- _Task details_
Locate every line in the records below that holds the word "when" and return each one.

- _Data under study_
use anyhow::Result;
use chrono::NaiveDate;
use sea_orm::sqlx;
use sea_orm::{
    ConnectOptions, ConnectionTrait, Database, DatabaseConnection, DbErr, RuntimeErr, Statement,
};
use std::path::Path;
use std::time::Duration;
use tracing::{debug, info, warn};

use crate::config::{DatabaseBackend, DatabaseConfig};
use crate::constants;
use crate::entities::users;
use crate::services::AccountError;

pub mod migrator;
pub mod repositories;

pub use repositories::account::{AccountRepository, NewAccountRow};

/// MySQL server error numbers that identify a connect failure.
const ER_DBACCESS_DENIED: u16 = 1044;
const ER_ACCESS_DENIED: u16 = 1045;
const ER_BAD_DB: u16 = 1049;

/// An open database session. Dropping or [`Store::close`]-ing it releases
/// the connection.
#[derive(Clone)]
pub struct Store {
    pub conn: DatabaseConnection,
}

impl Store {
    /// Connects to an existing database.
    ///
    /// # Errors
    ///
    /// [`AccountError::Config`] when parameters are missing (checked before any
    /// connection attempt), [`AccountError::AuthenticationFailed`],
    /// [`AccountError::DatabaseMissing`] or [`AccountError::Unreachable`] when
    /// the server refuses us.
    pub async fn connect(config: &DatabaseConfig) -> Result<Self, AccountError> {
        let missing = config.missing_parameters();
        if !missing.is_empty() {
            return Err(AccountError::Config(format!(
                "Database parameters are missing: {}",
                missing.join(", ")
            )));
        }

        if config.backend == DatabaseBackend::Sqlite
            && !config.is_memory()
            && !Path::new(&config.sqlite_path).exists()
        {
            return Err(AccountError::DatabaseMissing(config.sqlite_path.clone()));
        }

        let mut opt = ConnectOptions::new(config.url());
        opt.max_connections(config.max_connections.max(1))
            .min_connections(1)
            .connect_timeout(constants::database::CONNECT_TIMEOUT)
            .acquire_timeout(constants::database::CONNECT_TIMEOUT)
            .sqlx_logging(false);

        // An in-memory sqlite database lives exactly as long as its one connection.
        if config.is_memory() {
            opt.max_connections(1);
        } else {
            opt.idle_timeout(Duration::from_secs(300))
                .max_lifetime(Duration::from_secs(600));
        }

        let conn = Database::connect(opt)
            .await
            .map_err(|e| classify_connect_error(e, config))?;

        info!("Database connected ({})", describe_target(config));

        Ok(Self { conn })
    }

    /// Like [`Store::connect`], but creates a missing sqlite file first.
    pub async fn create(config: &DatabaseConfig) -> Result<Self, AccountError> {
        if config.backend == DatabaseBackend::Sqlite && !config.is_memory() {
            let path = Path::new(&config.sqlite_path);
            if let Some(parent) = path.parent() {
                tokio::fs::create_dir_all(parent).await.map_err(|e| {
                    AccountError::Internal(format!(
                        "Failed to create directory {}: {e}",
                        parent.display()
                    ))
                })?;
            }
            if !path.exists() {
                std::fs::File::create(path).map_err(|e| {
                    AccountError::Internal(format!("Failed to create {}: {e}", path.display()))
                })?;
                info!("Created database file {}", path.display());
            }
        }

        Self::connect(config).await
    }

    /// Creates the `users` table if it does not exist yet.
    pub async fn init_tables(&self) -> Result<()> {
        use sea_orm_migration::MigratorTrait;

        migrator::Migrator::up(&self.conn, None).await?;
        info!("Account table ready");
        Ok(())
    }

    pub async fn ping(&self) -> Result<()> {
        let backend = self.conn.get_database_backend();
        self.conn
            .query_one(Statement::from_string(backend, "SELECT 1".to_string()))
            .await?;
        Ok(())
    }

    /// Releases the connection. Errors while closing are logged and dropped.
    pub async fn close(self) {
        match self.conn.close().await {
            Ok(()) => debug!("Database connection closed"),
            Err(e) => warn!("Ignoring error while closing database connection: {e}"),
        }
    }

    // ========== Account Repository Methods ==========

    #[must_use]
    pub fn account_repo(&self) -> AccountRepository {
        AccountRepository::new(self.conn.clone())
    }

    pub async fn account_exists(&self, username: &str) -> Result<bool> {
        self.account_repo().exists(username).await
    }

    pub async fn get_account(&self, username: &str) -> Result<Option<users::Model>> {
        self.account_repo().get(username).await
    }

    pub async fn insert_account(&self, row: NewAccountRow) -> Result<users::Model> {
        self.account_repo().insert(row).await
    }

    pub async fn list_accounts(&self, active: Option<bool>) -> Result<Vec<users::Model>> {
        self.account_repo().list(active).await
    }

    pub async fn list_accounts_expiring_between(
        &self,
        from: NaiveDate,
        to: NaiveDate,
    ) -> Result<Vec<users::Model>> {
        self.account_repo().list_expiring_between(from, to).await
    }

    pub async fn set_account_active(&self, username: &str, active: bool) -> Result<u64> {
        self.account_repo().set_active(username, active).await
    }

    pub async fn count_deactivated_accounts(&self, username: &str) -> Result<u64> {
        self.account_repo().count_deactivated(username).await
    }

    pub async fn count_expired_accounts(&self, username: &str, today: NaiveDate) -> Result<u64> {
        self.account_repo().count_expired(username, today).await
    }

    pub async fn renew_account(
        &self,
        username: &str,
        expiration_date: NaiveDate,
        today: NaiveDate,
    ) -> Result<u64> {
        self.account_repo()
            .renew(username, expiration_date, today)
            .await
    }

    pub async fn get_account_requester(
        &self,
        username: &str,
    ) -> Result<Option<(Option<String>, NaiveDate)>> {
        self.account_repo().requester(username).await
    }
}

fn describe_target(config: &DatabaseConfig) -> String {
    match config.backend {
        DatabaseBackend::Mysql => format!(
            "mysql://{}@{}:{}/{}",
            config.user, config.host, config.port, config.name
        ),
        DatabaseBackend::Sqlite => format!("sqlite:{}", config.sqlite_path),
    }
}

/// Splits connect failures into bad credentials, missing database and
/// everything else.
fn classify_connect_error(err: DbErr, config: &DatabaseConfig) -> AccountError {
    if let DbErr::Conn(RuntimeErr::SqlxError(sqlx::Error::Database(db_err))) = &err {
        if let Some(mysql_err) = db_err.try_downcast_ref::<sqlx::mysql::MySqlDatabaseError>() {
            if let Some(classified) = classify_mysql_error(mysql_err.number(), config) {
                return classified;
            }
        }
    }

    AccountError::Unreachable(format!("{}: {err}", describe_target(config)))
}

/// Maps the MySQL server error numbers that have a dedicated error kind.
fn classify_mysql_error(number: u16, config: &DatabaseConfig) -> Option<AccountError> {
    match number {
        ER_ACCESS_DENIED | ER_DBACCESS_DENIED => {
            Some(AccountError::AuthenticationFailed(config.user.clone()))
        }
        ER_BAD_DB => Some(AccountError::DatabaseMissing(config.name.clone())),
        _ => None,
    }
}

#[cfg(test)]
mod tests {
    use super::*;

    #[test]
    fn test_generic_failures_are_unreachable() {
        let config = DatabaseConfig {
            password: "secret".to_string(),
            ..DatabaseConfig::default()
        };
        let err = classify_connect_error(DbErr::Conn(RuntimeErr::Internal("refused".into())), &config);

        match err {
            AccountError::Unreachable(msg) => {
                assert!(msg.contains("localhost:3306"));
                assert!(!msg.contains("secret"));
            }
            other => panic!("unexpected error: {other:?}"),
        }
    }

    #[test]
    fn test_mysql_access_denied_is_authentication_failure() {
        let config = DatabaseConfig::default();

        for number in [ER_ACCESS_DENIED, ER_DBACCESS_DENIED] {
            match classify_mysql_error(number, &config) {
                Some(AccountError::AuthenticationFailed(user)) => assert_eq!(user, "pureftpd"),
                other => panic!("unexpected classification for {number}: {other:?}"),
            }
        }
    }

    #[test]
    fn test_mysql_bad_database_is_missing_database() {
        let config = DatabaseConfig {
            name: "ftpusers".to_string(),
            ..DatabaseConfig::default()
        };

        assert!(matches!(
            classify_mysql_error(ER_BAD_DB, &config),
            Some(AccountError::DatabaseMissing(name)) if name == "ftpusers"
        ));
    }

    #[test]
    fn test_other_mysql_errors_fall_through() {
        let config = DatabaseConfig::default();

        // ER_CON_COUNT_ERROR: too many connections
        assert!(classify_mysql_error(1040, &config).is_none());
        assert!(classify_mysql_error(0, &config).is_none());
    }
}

- _Answer_
    /// [`AccountError::Config`] when parameters are missing (checked before any
    /// [`AccountError::DatabaseMissing`] or [`AccountError::Unreachable`] when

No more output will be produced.